EXERCISE DESCRIPTION:
Pull out every line below that contains the word "BorrowStatus".

WORKING DATA:
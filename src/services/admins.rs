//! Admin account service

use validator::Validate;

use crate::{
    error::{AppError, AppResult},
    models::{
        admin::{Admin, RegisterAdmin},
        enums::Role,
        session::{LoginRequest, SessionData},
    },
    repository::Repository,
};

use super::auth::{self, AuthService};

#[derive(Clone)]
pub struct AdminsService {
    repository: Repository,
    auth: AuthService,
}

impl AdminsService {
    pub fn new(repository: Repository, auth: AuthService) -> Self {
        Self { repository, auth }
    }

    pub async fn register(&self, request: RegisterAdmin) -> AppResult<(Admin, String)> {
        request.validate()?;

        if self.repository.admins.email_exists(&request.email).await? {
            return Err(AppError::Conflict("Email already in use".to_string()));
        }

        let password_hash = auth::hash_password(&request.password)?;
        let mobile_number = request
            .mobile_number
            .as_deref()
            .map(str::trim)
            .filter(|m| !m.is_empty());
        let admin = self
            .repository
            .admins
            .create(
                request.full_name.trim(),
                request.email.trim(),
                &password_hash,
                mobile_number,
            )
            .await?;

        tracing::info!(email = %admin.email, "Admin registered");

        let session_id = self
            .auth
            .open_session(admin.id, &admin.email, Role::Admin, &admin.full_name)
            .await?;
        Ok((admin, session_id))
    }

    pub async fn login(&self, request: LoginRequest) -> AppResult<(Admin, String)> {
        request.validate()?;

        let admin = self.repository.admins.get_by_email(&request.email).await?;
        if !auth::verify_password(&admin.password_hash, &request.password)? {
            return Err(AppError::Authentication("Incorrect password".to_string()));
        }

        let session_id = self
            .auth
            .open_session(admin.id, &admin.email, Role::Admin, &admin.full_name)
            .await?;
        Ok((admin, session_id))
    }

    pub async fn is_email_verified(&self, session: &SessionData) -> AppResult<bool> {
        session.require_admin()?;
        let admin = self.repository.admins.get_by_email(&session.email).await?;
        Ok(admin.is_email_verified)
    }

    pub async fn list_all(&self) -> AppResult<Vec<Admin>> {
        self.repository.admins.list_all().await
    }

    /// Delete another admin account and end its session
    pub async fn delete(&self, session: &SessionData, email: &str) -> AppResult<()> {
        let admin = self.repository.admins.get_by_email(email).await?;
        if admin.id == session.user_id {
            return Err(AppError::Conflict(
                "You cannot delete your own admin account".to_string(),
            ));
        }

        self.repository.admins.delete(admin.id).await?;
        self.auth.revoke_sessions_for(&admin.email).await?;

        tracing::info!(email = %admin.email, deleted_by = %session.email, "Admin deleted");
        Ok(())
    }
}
* * *
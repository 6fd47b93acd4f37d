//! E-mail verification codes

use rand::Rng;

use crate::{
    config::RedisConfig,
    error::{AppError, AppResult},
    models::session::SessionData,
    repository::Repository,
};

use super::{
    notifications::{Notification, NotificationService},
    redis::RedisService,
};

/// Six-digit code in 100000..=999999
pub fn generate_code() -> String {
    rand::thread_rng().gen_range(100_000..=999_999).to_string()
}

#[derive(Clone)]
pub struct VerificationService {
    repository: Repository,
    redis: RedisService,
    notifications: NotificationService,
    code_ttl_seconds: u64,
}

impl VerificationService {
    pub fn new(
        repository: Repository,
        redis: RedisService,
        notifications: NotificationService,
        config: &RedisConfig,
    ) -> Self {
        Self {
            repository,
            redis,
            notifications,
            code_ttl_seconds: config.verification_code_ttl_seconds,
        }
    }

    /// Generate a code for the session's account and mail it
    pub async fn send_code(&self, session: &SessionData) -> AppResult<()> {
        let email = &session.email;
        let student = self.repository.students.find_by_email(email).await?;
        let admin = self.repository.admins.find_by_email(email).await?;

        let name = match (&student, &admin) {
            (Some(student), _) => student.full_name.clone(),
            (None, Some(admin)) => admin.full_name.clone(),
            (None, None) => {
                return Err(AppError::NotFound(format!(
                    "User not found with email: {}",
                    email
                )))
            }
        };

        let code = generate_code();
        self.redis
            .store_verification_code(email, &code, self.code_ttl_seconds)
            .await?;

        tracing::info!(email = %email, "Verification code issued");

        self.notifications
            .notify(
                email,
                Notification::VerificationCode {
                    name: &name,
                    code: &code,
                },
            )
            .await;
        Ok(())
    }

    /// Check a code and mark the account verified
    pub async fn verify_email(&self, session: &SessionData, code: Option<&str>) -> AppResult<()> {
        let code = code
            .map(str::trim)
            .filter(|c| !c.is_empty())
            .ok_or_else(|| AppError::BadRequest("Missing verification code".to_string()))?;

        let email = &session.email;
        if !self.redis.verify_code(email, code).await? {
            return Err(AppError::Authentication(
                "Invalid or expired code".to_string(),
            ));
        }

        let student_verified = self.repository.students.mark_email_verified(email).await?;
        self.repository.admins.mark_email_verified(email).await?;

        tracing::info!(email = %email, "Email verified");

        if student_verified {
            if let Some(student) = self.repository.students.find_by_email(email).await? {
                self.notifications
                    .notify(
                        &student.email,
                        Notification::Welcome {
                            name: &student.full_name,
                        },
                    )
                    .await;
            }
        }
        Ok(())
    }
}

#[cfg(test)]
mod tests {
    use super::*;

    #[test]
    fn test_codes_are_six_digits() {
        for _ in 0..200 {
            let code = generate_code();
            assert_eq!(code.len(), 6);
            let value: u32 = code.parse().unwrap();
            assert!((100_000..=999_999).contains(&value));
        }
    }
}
--
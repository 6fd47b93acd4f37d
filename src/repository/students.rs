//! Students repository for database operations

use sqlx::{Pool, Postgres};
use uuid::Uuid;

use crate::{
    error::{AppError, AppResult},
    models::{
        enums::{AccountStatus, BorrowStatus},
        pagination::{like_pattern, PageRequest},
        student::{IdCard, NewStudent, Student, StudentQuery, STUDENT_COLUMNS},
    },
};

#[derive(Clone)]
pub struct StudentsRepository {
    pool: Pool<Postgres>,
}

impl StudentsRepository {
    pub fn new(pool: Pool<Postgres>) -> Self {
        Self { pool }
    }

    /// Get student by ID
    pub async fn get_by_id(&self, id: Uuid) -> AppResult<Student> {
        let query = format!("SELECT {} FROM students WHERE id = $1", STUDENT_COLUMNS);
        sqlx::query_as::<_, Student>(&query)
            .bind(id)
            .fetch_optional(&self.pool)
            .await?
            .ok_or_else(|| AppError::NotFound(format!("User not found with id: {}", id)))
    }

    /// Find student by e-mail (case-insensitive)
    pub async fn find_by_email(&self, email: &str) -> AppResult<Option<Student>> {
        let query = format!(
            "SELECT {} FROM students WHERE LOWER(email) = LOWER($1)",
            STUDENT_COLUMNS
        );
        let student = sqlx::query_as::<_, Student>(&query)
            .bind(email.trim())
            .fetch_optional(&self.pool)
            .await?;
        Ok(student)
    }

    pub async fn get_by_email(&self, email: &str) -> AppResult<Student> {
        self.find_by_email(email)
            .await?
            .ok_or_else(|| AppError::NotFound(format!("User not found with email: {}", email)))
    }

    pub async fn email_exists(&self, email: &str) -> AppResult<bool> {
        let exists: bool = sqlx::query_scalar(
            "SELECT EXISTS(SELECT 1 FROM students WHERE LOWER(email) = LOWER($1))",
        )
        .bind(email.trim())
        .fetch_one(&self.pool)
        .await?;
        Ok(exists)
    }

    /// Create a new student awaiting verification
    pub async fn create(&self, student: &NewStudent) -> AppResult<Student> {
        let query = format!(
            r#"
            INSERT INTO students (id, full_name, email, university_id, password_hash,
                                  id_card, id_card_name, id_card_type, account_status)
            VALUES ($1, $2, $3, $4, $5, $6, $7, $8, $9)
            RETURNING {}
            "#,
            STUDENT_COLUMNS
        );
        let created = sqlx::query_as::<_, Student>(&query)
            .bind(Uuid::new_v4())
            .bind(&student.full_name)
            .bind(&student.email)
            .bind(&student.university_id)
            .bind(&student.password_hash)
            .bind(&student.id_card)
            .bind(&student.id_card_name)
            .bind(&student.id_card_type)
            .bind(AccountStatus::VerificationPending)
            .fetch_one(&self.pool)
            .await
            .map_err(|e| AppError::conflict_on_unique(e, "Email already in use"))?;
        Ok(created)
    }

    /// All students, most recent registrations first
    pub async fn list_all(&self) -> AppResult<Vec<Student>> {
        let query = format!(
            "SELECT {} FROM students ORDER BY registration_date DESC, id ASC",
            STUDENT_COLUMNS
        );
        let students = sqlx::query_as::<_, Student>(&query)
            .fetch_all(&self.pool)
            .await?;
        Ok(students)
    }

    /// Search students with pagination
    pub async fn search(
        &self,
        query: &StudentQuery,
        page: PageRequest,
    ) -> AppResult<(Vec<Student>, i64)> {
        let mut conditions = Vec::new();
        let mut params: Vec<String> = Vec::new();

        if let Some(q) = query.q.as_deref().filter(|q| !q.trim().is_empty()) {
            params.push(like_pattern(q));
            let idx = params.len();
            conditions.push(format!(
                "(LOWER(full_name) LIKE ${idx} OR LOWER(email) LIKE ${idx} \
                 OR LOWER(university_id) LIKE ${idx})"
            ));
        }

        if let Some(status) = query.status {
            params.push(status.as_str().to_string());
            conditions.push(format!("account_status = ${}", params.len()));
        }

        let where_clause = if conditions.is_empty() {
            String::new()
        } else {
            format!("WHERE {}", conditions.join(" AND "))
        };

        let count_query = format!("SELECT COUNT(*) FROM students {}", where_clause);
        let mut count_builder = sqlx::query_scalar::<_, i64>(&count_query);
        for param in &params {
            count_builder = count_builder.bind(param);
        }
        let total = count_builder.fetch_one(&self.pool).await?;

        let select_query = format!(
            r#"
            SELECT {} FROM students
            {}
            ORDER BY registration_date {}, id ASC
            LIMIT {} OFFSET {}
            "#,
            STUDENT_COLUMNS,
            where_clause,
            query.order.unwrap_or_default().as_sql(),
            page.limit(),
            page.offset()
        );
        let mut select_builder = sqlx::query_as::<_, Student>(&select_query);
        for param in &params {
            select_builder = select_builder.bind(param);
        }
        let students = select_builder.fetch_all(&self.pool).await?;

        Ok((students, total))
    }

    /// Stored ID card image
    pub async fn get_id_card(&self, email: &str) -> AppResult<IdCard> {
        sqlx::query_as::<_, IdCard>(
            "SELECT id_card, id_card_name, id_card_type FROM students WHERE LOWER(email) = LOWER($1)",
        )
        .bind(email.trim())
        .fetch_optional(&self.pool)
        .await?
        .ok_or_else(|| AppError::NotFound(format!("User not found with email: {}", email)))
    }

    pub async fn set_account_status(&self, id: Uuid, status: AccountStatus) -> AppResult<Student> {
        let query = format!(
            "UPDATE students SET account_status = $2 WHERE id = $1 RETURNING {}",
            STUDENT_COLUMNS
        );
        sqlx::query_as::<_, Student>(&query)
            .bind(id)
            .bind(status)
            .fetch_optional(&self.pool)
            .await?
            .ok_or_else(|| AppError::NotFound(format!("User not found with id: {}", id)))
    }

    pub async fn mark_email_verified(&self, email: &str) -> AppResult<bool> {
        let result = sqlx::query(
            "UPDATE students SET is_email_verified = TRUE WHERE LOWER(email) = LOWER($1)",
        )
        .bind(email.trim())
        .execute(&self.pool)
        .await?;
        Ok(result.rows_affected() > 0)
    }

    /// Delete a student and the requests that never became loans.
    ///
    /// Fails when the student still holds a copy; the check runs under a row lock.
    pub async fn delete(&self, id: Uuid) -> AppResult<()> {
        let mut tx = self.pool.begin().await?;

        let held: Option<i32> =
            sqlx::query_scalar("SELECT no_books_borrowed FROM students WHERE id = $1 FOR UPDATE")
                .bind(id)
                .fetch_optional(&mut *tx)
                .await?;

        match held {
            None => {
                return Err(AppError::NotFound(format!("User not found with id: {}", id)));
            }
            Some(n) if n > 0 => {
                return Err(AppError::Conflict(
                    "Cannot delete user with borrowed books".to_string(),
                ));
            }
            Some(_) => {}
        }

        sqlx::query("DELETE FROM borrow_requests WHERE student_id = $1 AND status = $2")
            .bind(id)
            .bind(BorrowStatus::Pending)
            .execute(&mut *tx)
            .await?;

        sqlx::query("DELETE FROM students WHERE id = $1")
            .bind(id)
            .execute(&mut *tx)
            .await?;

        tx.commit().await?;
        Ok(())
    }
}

TASK SOLUTION:
        enums::{AccountStatus, BorrowStatus},
            .bind(BorrowStatus::Pending)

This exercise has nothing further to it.